By 1988, the CoC and SEER collaboration resulted in the publication of both CoC's Data Acquisition Manual and the SEER Program Code Manual, with data items and codes in substantial agreement. Having more congruent data sets allowed for easier data sharing and data comparisons, especially with the advent of personal computers that were sufficiently powerful to analyze large amounts of cancer data. This achievement helped set precedents for cooperation in data management and maintaining congruence whenever possible.

During the same period, the California Cancer Registry was developing a statewide automated system that allowed facilities to report electronically to the state registry system. One region in California was a SEER registry at that time, and many hospitals maintained CoC-accredited programs. To facilitate implementation of standards within its program, the California Cancer Registry requested that SEER and CoC establish a formal committee to pursue data standardization and requested membership on this committee.

The function of that committee was transferred to NAACCR's Uniform Data Standards Committee established in 1987. Membership was expanded to include all of the major standard-setting organizations, representation from registry software vendors, and central registries. This group has made enormous progress toward standardization and provides a national forum to discuss data issues to reach consensus on data standards. A major success occurred when all participating groups agreed to implement the Second Edition of ICD-O simultaneously for tumors diagnosed in 1992 and later.
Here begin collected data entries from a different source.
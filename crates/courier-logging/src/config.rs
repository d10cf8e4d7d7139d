//! Configuration types for the logging system

use std::path::PathBuf;

use serde::{Deserialize, Serialize};

/// Main logging configuration
#[derive(Debug, Clone, Serialize, Deserialize)]
#[serde(default)]
pub struct LogConfig {
    /// Default log level (can be overridden by RUST_LOG)
    pub default_level: String,

    /// Console output configuration
    pub console: ConsoleConfig,

    /// File output configuration
    pub file: Option<FileConfig>,

    /// JSONL output configuration
    pub jsonl: JsonlConfig,
}

impl Default for LogConfig {
    fn default() -> Self {
        Self {
            default_level: "info".to_string(),
            console: ConsoleConfig::default(),
            file: None,
            jsonl: JsonlConfig::default(),
        }
    }
}

impl LogConfig {
    /// Create a config for development (verbose console output)
    pub fn development() -> Self {
        Self {
            default_level: "debug".to_string(),
            console: ConsoleConfig {
                enabled: true,
                pretty: true,
                ansi: true,
            },
            ..Default::default()
        }
    }

    /// Create a config that records runs to JSONL files only
    pub fn recording(log_dir: PathBuf) -> Self {
        Self {
            default_level: "debug".to_string(),
            console: ConsoleConfig {
                enabled: false,
                pretty: false,
                ansi: false,
            },
            file: Some(FileConfig {
                directory: log_dir,
                ..FileConfig::default()
            }),
            jsonl: JsonlConfig::default(),
        }
    }

    /// Create a config for testing (minimal output)
    pub fn testing() -> Self {
        Self {
            default_level: "warn".to_string(),
            console: ConsoleConfig {
                enabled: true,
                pretty: false,
                ansi: false,
            },
            ..Default::default()
        }
    }
}

/// Console output configuration
#[derive(Debug, Clone, Serialize, Deserialize)]
#[serde(default)]
pub struct ConsoleConfig {
    /// Enable console output
    pub enabled: bool,
    /// Use pretty (human-readable) format
    pub pretty: bool,
    /// Include ANSI colors
    pub ansi: bool,
}

impl Default for ConsoleConfig {
    fn default() -> Self {
        Self {
            enabled: true,
            pretty: false, // JSONL by default
            ansi: false,
        }
    }
}

/// File output configuration
#[derive(Debug, Clone, Serialize, Deserialize)]
#[serde(default)]
pub struct FileConfig {
    /// Directory for log files
    pub directory: PathBuf,
    /// File name prefix
    pub prefix: String,
    /// Rotation strategy
    pub rotation: RotationStrategy,
}

impl Default for FileConfig {
    fn default() -> Self {
        Self {
            directory: PathBuf::from("./logs"),
            prefix: "courier".to_string(),
            rotation: RotationStrategy::Never,
        }
    }
}

/// File rotation strategy
#[derive(Debug, Clone, Copy, PartialEq, Eq, Serialize, Deserialize, Default)]
pub enum RotationStrategy {
    /// Rotate daily
    Daily,
    /// Rotate hourly
    Hourly,
    /// Never rotate (single file, truncated on start)
    #[default]
    Never,
}

/// JSONL formatting configuration
#[derive(Debug, Clone, Serialize, Deserialize)]
#[serde(default)]
pub struct JsonlConfig {
    /// Flatten event fields to root level
    pub flatten_events: bool,
    /// Include span list in events
    pub include_spans: bool,
    /// Include thread information
    pub include_thread_info: bool,
    /// Include file/line information
    pub include_location: bool,
}

impl Default for JsonlConfig {
    fn default() -> Self {
        Self {
            flatten_events: true,
            include_spans: true,
            include_thread_info: false,
            include_location: false,
        }
    }
}

#[cfg(test)]
mod tests {
    use super::*;

    #[test]
    fn test_presets() {
        assert_eq!(LogConfig::default().default_level, "info");
        assert!(!LogConfig::default().console.pretty);
        assert!(LogConfig::development().console.pretty);
        assert_eq!(LogConfig::testing().default_level, "warn");

        let recording = LogConfig::recording(PathBuf::from("/tmp/courier"));
        assert!(!recording.console.enabled);
        assert_eq!(
            recording.file.unwrap().directory,
            PathBuf::from("/tmp/courier")
        );
    }

    #[test]
    fn test_partial_toml_uses_defaults() {
        let config: LogConfig = toml::from_str(
            r#"
            default_level = "trace"

            [console]
            pretty = true
            "#,
        )
        .unwrap();

        assert_eq!(config.default_level, "trace");
        assert!(config.console.enabled);
        assert!(config.console.pretty);
        assert!(config.file.is_none());
        assert!(config.jsonl.flatten_events);
    }
}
In 1993, NAACCR convened a multidisciplinary conference to address the issue of collecting data on pre-invasive cervical neoplasia, resulting in specific recommendations for member registries to cease collection of cervical carcinoma in situ.

CDC added another strong voice for standardization. CDC requires that the registries funded by NPCR use standard data items and codes. CDC provides quality control activities for participants in NPCR and has facilitated the setting of standards and encouraged their adoption.

Many NAACCR sponsoring organizations, including NCI SEER, CDC, and CoC, recognized increasing standardization as an essential step in decreasing the costs associated with data collection, making more efficient use of increasingly limited human resources needed for data collection, management, analysis, and obtaining more useful data that could be compared across registries and geographic areas.

Despite the progress made toward standardization and the agreement that standardization is desirable, implementation is not uniform. For example, SEER and CoC will continue to publish separate coding manuals on different schedules.

NAACCR hopes that documenting existing standards, recommending standards where they do not yet exist, and publishing the results in a concise and authoritative form will enable registries and software providers to move forward in achieving comparable data that can be widely used.